REQUIRED ACTION:
Please return every line of the records below that contains the word "true".

• • • •

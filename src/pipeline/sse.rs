//! OpenAI-compatible chat streaming over server-sent events.
//!
//! The provider abstraction answers a chat request with one complete
//! response. For streamed vision replies this module talks to any
//! `/chat/completions` endpoint that speaks the OpenAI wire format (OpenAI,
//! Groq, Mistral, OpenRouter, Ollama, LM Studio) and turns the event stream
//! into a [`FragmentStream`].
//!
//! ```text
//! POST {base}/chat/completions  {"stream": true, ...}
//!   data: {"choices":[{"delta":{"content":"{\"to"}}]}
//!   data: {"choices":[{"delta":{"content":"tal\": 1}"}}]}
//!   data: [DONE]
//! ```

use crate::config::ExtractionConfig;
use crate::error::ExtractError;
use crate::provider::{self, default_vision_model, env_var};
use crate::stream::FragmentStream;
use edgequake_llm::ImageData;
use futures::StreamExt;
use serde_json::{json, Value};
use std::time::Duration;
use tokio::sync::mpsc;
use tokio_stream::wrappers::ReceiverStream;
use tracing::{debug, warn};

const DONE_MARKER: &str = "[DONE]";

/// Sampling parameters of a streamed chat request.
#[derive(Debug, Clone, Copy, PartialEq)]
pub struct StreamOptions {
    pub temperature: f32,
    pub max_tokens: usize,
    pub top_p: f32,
}

/// HTTP client for one OpenAI-compatible endpoint and model.
#[derive(Clone)]
pub struct ChatStreamClient {
    http: reqwest::Client,
    base_url: String,
    api_key: Option<String>,
    model: String,
}

impl std::fmt::Debug for ChatStreamClient {
    fn fmt(&self, f: &mut std::fmt::Formatter<'_>) -> std::fmt::Result {
        f.debug_struct("ChatStreamClient")
            .field("base_url", &self.base_url)
            .field("api_key", &self.api_key.as_ref().map(|_| "<redacted>"))
            .field("model", &self.model)
            .finish()
    }
}

impl ChatStreamClient {
    pub fn new(
        base_url: impl Into<String>,
        api_key: Option<String>,
        model: impl Into<String>,
        timeout_secs: Option<u64>,
    ) -> Result<Self, ExtractError> {
        let mut builder = reqwest::Client::builder();
        if let Some(secs) = timeout_secs {
            builder = builder.timeout(Duration::from_secs(secs));
        }
        let http = builder
            .build()
            .map_err(|e| ExtractError::Internal(format!("HTTP client: {e}")))?;
        Ok(Self {
            http,
            base_url: base_url.into().trim_end_matches('/').to_string(),
            api_key: api_key.filter(|k| !k.trim().is_empty()),
            model: model.into(),
        })
    }

    /// Derive endpoint, key and model from the extraction config.
    ///
    /// `config.api_base` wins over the provider's known endpoint; providers
    /// without an OpenAI-compatible endpoint (Anthropic, Gemini) need one.
    pub fn from_config(config: &ExtractionConfig) -> Result<Self, ExtractError> {
        let name =
            provider::effective_provider_name(config).unwrap_or_else(|| "openai".to_string());
        let entry = provider::lookup(&name);

        let base_url = match (&config.api_base, entry.and_then(|e| e.api_base)) {
            (Some(base), _) => base.clone(),
            (None, Some(base)) => base.to_string(),
            (None, None) => {
                return Err(ExtractError::InvalidConfig(format!(
                    "provider '{name}' has no OpenAI-compatible endpoint for streaming; \
                     pass --api-base or drop --stream"
                )))
            }
        };
        let api_key = config.api_key.clone().or_else(|| {
            entry
                .and_then(|e| e.credential_env)
                .and_then(env_var)
        });
        let model = config
            .model
            .clone()
            .unwrap_or_else(|| default_vision_model(&name).to_string());

        Self::new(base_url, api_key, model, config.api_timeout_secs)
    }

    pub fn model(&self) -> &str {
        &self.model
    }

    pub fn endpoint(&self) -> String {
        format!("{}/chat/completions", self.base_url)
    }

    /// JSON body of a streamed single-turn vision request.
    pub fn request_body(&self, prompt: &str, image: &ImageData, options: StreamOptions) -> Value {
        json!({
            "model": self.model,
            "stream": true,
            "temperature": options.temperature,
            "top_p": options.top_p,
            "max_completion_tokens": options.max_tokens,
            "messages": [{
                "role": "user",
                "content": [
                    { "type": "text", "text": prompt },
                    { "type": "image_url", "image_url": { "url": image.to_data_uri() } }
                ]
            }]
        })
    }

    /// Send a request body and stream back content fragments.
    ///
    /// Connection and HTTP-status failures are returned immediately; failures
    /// after the first byte arrive as an `Err` item on the stream.
    pub async fn stream_chat(&self, body: Value) -> Result<FragmentStream, ExtractError> {
        let mut request = self.http.post(self.endpoint()).json(&body);
        if let Some(ref key) = self.api_key {
            request = request.bearer_auth(key);
        }

        let response = request.send().await.map_err(|e| ExtractError::Upstream {
            message: e.to_string(),
        })?;

        let status = response.status();
        if !status.is_success() {
            let detail = response.text().await.unwrap_or_default();
            return Err(ExtractError::Upstream {
                message: format!("HTTP {status}: {}", error_message(&detail)),
            });
        }

        let (tx, rx) = mpsc::channel::<Result<String, ExtractError>>(32);
        tokio::spawn(async move {
            let mut bytes = response.bytes_stream();
            let mut decoder = SseDecoder::default();
            while let Some(chunk) = bytes.next().await {
                let chunk = match chunk {
                    Ok(c) => c,
                    Err(e) => {
                        let _ = tx
                            .send(Err(ExtractError::Upstream {
                                message: e.to_string(),
                            }))
                            .await;
                        return;
                    }
                };
                for payload in decoder.push(&chunk) {
                    if !forward(&tx, &payload).await {
                        return;
                    }
                }
            }
            for payload in decoder.finish() {
                if !forward(&tx, &payload).await {
                    return;
                }
            }
        });

        Ok(Box::pin(ReceiverStream::new(rx)))
    }
}

/// Send one event payload downstream. Returns `false` when the stream is over.
async fn forward(tx: &mpsc::Sender<Result<String, ExtractError>>, payload: &str) -> bool {
    if payload.trim() == DONE_MARKER {
        return false;
    }
    match parse_delta(payload) {
        Ok(Some(text)) => tx.send(Ok(text)).await.is_ok(),
        Ok(None) => true,
        Err(e) => {
            warn!("Stream error event: {}", e);
            let _ = tx.send(Err(e)).await;
            false
        }
    }
}

/// Content text of one `chat.completion.chunk` event.
///
/// Role-only and empty deltas yield `None`. An `error` object in the event
/// becomes `ExtractError::Upstream`.
pub fn parse_delta(payload: &str) -> Result<Option<String>, ExtractError> {
    let value: Value = serde_json::from_str(payload).map_err(|e| ExtractError::Upstream {
        message: format!("malformed stream event: {e}"),
    })?;
    if value.get("error").is_some() {
        return Err(ExtractError::Upstream {
            message: error_message(payload),
        });
    }
    let content = value
        .pointer("/choices/0/delta/content")
        .and_then(Value::as_str)
        .filter(|s| !s.is_empty())
        .map(str::to_string);
    Ok(content)
}

/// Best-effort human message from an OpenAI-style error body.
fn error_message(body: &str) -> String {
    serde_json::from_str::<Value>(body)
        .ok()
        .and_then(|v| {
            v.pointer("/error/message")
                .and_then(Value::as_str)
                .map(str::to_string)
        })
        .unwrap_or_else(|| body.trim().to_string())
}

/// Incremental server-sent-events decoder.
///
/// Bytes may split anywhere, including inside a multi-byte character, so
/// lines are buffered as bytes and decoded only once complete. Consecutive
/// `data:` lines of one event are joined with `\n`; comments and other
/// fields are ignored.
#[derive(Debug, Default)]
pub struct SseDecoder {
    line: Vec<u8>,
    data: Vec<String>,
}

impl SseDecoder {
    /// Feed a chunk; return the data payloads of every completed event.
    pub fn push(&mut self, chunk: &[u8]) -> Vec<String> {
        let mut events = Vec::new();
        for &b in chunk {
            if b == b'\n' {
                let line = std::mem::take(&mut self.line);
                self.handle_line(&line, &mut events);
            } else {
                self.line.push(b);
            }
        }
        events
    }

    /// Flush a trailing event that was not followed by a blank line.
    pub fn finish(&mut self) -> Vec<String> {
        let mut events = Vec::new();
        if !self.line.is_empty() {
            let line = std::mem::take(&mut self.line);
            self.handle_line(&line, &mut events);
        }
        if !self.data.is_empty() {
            events.push(self.data.join("\n"));
            self.data.clear();
        }
        events
    }

    fn handle_line(&mut self, raw: &[u8], events: &mut Vec<String>) {
        let line = String::from_utf8_lossy(raw);
        let line = line.strip_suffix('\r').unwrap_or(&line);
        if line.is_empty() {
            if !self.data.is_empty() {
                events.push(self.data.join("\n"));
                self.data.clear();
            }
            return;
        }
        if let Some(rest) = line.strip_prefix("data:") {
            let rest = rest.strip_prefix(' ').unwrap_or(rest);
            self.data.push(rest.to_string());
        } else {
            debug!("Ignoring SSE line: {}", line);
        }
    }
}

#[cfg(test)]
mod tests {
    use super::*;

    #[test]
    fn decoder_handles_split_events() {
        let mut d = SseDecoder::default();
        assert!(d.push(b"data: {\"a\"").is_empty());
        let events = d.push(b": 1}\n\ndata: [DONE]\n\n");
        assert_eq!(events, vec!["{\"a\": 1}".to_string(), "[DONE]".to_string()]);
    }

    #[test]
    fn decoder_handles_crlf_and_comments() {
        let mut d = SseDecoder::default();
        let events = d.push(b": keep-alive\r\n\r\ndata: x\r\n\r\n");
        assert_eq!(events, vec!["x".to_string()]);
    }

    #[test]
    fn decoder_keeps_multibyte_characters_split_across_chunks() {
        let text = "data: reçu\n\n".as_bytes();
        let split = text.iter().position(|&b| b == 0xC3).unwrap() + 1;
        let mut d = SseDecoder::default();
        assert!(d.push(&text[..split]).is_empty());
        assert_eq!(d.push(&text[split..]), vec!["reçu".to_string()]);
    }

    #[test]
    fn decoder_finish_flushes_unterminated_event() {
        let mut d = SseDecoder::default();
        assert!(d.push(b"data: tail").is_empty());
        assert_eq!(d.finish(), vec!["tail".to_string()]);
    }

    #[test]
    fn delta_content_extracted() {
        let p = r#"{"choices":[{"index":0,"delta":{"content":"{\"a\""}}]}"#;
        assert_eq!(parse_delta(p).unwrap().as_deref(), Some("{\"a\""));
    }

    #[test]
    fn role_only_delta_is_skipped() {
        let p = r#"{"choices":[{"index":0,"delta":{"role":"assistant"}}]}"#;
        assert_eq!(parse_delta(p).unwrap(), None);
    }

    #[test]
    fn error_event_is_upstream() {
        let p = r#"{"error":{"message":"rate limit reached","type":"tokens"}}"#;
        let err = parse_delta(p).unwrap_err();
        assert!(err.to_string().contains("rate limit reached"));
    }

    #[test]
    fn request_body_has_text_and_image_parts() {
        let client = ChatStreamClient::new("https://api.groq.com/openai/v1/", None, "m", None).unwrap();
        assert_eq!(client.endpoint(), "https://api.groq.com/openai/v1/chat/completions");
        let image = ImageData::new("QUJD", "image/png");
        let body = client.request_body(
            "extract",
            &image,
            StreamOptions {
                temperature: 1.0,
                max_tokens: 1024,
                top_p: 1.0,
            },
        );
        assert_eq!(body["stream"], true);
        assert_eq!(body["max_completion_tokens"], 1024);
        assert_eq!(body["messages"][0]["content"][0]["text"], "extract");
        assert_eq!(
            body["messages"][0]["content"][1]["image_url"]["url"],
            "data:image/png;base64,QUJD"
        );
    }

    #[test]
    fn from_config_needs_endpoint_for_anthropic() {
        let config = ExtractionConfig::builder()
            .provider_name("anthropic")
            .build()
            .unwrap();
        assert!(matches!(
            ChatStreamClient::from_config(&config),
            Err(ExtractError::InvalidConfig(_))
        ));
    }

    #[test]
    fn from_config_uses_known_endpoint_and_default_model() {
        let config = ExtractionConfig::builder()
            .provider_name("groq")
            .api_key("gsk_test")
            .build()
            .unwrap();
        let client = ChatStreamClient::from_config(&config).unwrap();
        assert_eq!(client.endpoint(), "https://api.groq.com/openai/v1/chat/completions");
        assert_eq!(client.model(), "meta-llama/llama-4-scout-17b-16e-instruct");
        assert!(!format!("{client:?}").contains("gsk_test"));
    }
}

• • • •

RESULT:
//! POST {base}/chat/completions  {"stream": true, ...}
            "stream": true,
        Ok(None) => true,
        assert_eq!(body["stream"], true);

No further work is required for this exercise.